The news comes just months after a report from UBS warns that the flow of credit could be constrained as banks look to undertake more comprehensive assessments of credit applications.

The report, released in April, warns that lending policies inside banks are likely to change following the royal commission – a change that an expert says is likely to significantly affect retailers.

Just last week the Royal Commission released an interim report condemning the banking sector’s misconduct in a document outlining almost 700 questions.

Associate Professor Sean Sands, co-director of the CXI Group at Swinburne University told Retailbiz that retailers should brace for an impending credit crunch on the back of the Royal Commission.

“Fundamentally I think there’s going to be a review of credit apps and credit more generally – there’s going to be those people either single operators or small business owners that will need to either provide more evidence as to historical earnings or income,” he said.

The retail sector in particular will feel the brunt of this credit pinch, Professor Sands said.
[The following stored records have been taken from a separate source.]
//! Exact-tag source checkout.

use crate::error::{PackagerError, Result};
use log::{info, warn};
use std::path::Path;
use std::time::Duration;
use xcpack_common::{CommandExecutor, CommandSpec, run_checked};

/// Build the `git clone` invocation for `repository` at `tag`.
#[must_use]
pub fn clone_command(repository: &str, tag: &str, dest: &Path, timeout: Duration) -> CommandSpec {
    CommandSpec::new("git")
        .args(["clone", "--depth", "1", "--branch", tag, repository])
        .arg(dest.to_string_lossy())
        .env("GIT_TERMINAL_PROMPT", "0")
        .timeout(timeout)
}

/// Shallow-clone `repository` at exactly `tag` into `dest`.
///
/// A failed clone removes whatever git left behind in `dest`.
///
/// # Errors
///
/// Returns [`PackagerError::SourceCheckout`] when git fails, including
/// when the tag does not exist.
pub fn clone_source(
    executor: &dyn CommandExecutor,
    repository: &str,
    tag: &str,
    dest: &Path,
    timeout: Duration,
) -> Result<()> {
    let spec = clone_command(repository, tag, dest, timeout);
    info!("checking out {repository} at {tag}");
    run_checked(executor, &spec).map_err(|source| {
        if dest.exists() {
            if let Err(e) = std::fs::remove_dir_all(dest) {
                warn!("could not remove partial checkout {}: {e}", dest.display());
            }
        }
        PackagerError::SourceCheckout {
            repository: repository.to_owned(),
            tag: tag.to_owned(),
            source: Box::new(source),
        }
    })?;
    Ok(())
}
“Lending and loans won’t be as free as they were in the past decade or more. What it comes down to, for retail in particular, is that there’s more store closures and more new stores that pop up and close than in other categories.”

Retailers will need to think smart and get ahead to prepare for this impending crunch, he says.

“Retailers will definitely need to think about what their business is, what their plan is.”

The call comes after UBS analysts warned the credit squeeze could turn into a credit crunch, with analysts saying there “there is likely to be a further substantial tightening in maximum borrowing capacity to come,” UBS analyst Jonathan Mott wrote in a letter to clients on Saturday.

The likelihood of the current credit squeeze turning into a credit crunch is “real and rising” analysts wrote.

“We estimate that the current improvements and tightening of underwriting standards the banks have undertaken have reduced owner occupied maximum borrowing capacity by 7-10 per cent and investment property by ~20 per cent,” Mr Mott said.

It’s this crunch that is likely to see even greater constricting over lending by banks, Mr Mott said.

“We believe the Australian banking sector is facing a period of substantial and sustained earnings pressure which is likely to last several years.”